See if the cluster works

In [None]:
import time
import numpy as np
from dask import delayed, visualize

def inc(x):
    time.sleep(abs(np.random.normal(5, 2)))
    return x + 1

fut = []
for i in range(10):
    fut.append( c.submit(delayed(inc), i) )

fut

In [None]:
for i in fut:
    print(i.result())

In [None]:
def sum(a):
    x = 0
    for y in a:
        x += y
    return x

results = []
for f in fut:
    results.append(f.result())
    
fut2 = c.submit(sum, results)
fut2

In [None]:
fut2.result().compute()

In [None]:
visualize(fut2.result())

# Training on Large Datasets
(from https://github.com/dask/dask-tutorial)

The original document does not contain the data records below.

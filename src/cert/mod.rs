pub mod extensions;
pub mod params;

use der::{Decode, DecodePem, Encode, EncodePem};
use extensions::{SubjectKeyIdentifier, ToAndFromX509Extension};
use params::Validity;
use x509_cert::certificate::CertificateInner;
use x509_cert::name::Name;
use x509_cert::serial_number::SerialNumber;

use crate::error::{PkiError, Result};
use crate::key::PublicKey;

/// Represents the supported signature algorithms for certificates.
///
/// Every certificate this authority signs uses SHA-256 with RSA.
#[derive(Debug, Clone, Copy, PartialEq, Eq)]
pub enum SignatureAlgorithm {
    /// SHA-256 with RSA encryption.
    Sha256WithRSA,
}

impl From<SignatureAlgorithm> for x509_cert::spki::AlgorithmIdentifierOwned {
    /// Converts a `SignatureAlgorithm` into an `AlgorithmIdentifierOwned`.
    ///
    /// RSA PKCS#1 v1.5 identifiers carry an explicit NULL parameter (RFC 4055).
    fn from(value: SignatureAlgorithm) -> Self {
        match value {
            SignatureAlgorithm::Sha256WithRSA => x509_cert::spki::AlgorithmIdentifierOwned {
                oid: const_oid::db::rfc5912::SHA_256_WITH_RSA_ENCRYPTION,
                parameters: Some(der::asn1::Any::null()),
            },
        }
    }
}

/// Represents an X.509 certificate.
///
/// This struct provides methods to encode the certificate into DER or PEM
/// formats and to inspect the fields this authority cares about.
#[derive(Debug, Clone, PartialEq, Eq)]
pub struct Certificate {
    /// The inner representation of the certificate.
    pub inner: CertificateInner,
}

impl Certificate {
    /// Encodes the certificate into DER format.
    pub fn to_der(&self) -> Result<Vec<u8>> {
        self.inner
            .to_der()
            .map_err(|e| PkiError::EncodingError(e.to_string()))
    }

    /// Encodes the certificate into PEM format.
    pub fn to_pem(&self) -> Result<String> {
        self.inner
            .to_pem(pkcs8::LineEnding::LF)
            .map_err(|e| PkiError::EncodingError(e.to_string()))
    }

    pub fn from_der(der: &[u8]) -> Result<Self> {
        Ok(Self {
            inner: CertificateInner::from_der(der)?,
        })
    }

    pub fn from_pem(pem: &str) -> Result<Self> {
        Ok(Self {
            inner: CertificateInner::from_pem(pem)?,
        })
    }

    pub fn subject(&self) -> &Name {
        &self.inner.tbs_certificate.subject
    }

    pub fn issuer(&self) -> &Name {
        &self.inner.tbs_certificate.issuer
    }

    pub fn serial_number(&self) -> &SerialNumber {
        &self.inner.tbs_certificate.serial_number
    }

    /// Serial number as lowercase hex, as shown in logs.
    pub fn serial_hex(&self) -> String {
        hex::encode(self.serial_number().as_bytes())
    }

    pub fn public_key(&self) -> PublicKey {
        PublicKey::from_x509spki(&self.inner.tbs_certificate.subject_public_key_info)
    }

    pub fn validity(&self) -> Validity {
        let validity = &self.inner.tbs_certificate.validity;
        Validity {
            not_before: validity.not_before.to_system_time().into(),
            not_after: validity.not_after.to_system_time().into(),
        }
    }

    /// Decodes the first extension of type `E`, if present.
    pub fn extension<E: ToAndFromX509Extension>(&self) -> Result<Option<E>> {
        let Some(extensions) = &self.inner.tbs_certificate.extensions else {
            return Ok(None);
        };
        extensions
            .iter()
            .find(|ext| ext.extn_id == E::OID)
            .map(|ext| E::from_x509_extension_value(ext.extn_value.as_bytes()))
            .transpose()
    }

    /// The subject key identifier: taken from the extension when the
    /// certificate carries one, otherwise derived from the public key.
    pub fn key_identifier(&self) -> Result<Vec<u8>> {
        match self.extension::<SubjectKeyIdentifier>()? {
            Some(ski) => Ok(ski.0),
            None => Ok(self.public_key().key_identifier()),
        }
    }

    /// Checks that this certificate was signed by the holder of `issuer_key`.
    pub fn verify_signed_by(&self, issuer_key: &PublicKey) -> Result<()> {
        let tbs = self.inner.tbs_certificate.to_der()?;
        let signature = self.inner.signature.as_bytes().ok_or_else(|| {
            PkiError::DecodingError("Signature has unused bits".to_string())
        })?;
        issuer_key.verify(&self.inner.signature_algorithm, &tbs, signature)
    }
}

#[cfg(test)]
mod tests {
    use super::*;
    use der::Tagged;

    #[test]
    fn sha256_with_rsa_identifier_has_null_parameters() {
        let algorithm: x509_cert::spki::AlgorithmIdentifierOwned =
            SignatureAlgorithm::Sha256WithRSA.into();
        assert_eq!(
            algorithm.oid,
            const_oid::db::rfc5912::SHA_256_WITH_RSA_ENCRYPTION
        );
        assert_eq!(
            algorithm.parameters.unwrap().tag(),
            der::Tag::Null
        );
    }

    #[test]
    fn from_pem_rejects_garbage() {
        assert!(Certificate::from_pem("-----BEGIN CERTIFICATE-----\nAAAA\n-----END CERTIFICATE-----\n").is_err());
        assert!(Certificate::from_pem("not a certificate").is_err());
    }
}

Sometimes you'll want to train on a larger than memory dataset. `dask-ml` has implemented estimators that work well on dask arrays and dataframes that may be larger than your machine's RAM.

In [None]:
from dask.distributed import Client
import joblib
import dask.array as da
import dask.delayed
from sklearn.datasets import make_blobs
import numpy as np

We'll make a small (random) dataset locally using scikit-learn.

In [None]:
n_centers = 12
n_features = 20

X_small, y_small = make_blobs(n_samples=1000, centers=n_centers, n_features=n_features, random_state=0)

centers = np.zeros((n_centers, n_features))

for i in range(n_centers):
    centers[i] = X_small[y_small == i].mean(0)
    
centers[:4]

The small dataset will be the template for our large random dataset.
We'll use `dask.delayed` to adapt `sklearn.datasets.make_blobs`, so that the actual dataset is being generated on our workers. 

In [None]:
n_samples_per_block = 10000
n_blocks = 500

delayeds = [dask.delayed(make_blobs)(n_samples=n_samples_per_block,
                                     centers=centers,
                                     n_features=n_features,
                                     random_state=i)[0]
            for i in range(n_blocks)]
arrays = [da.from_delayed(obj, shape=(n_samples_per_block, n_features), dtype='float64')
          for obj in delayeds]
X = da.concatenate(arrays)
X

In [None]:
# Check the size of the array GB
X.nbytes / 1e9

In [None]:
# Only run this on the cluster.
X = X.persist()  

The algorithms implemented in Dask-ML are scalable. They handle larger-than-memory datasets just fine.

They follow the scikit-learn API, so if you're familiar with scikit-learn, you'll feel at home with Dask-ML.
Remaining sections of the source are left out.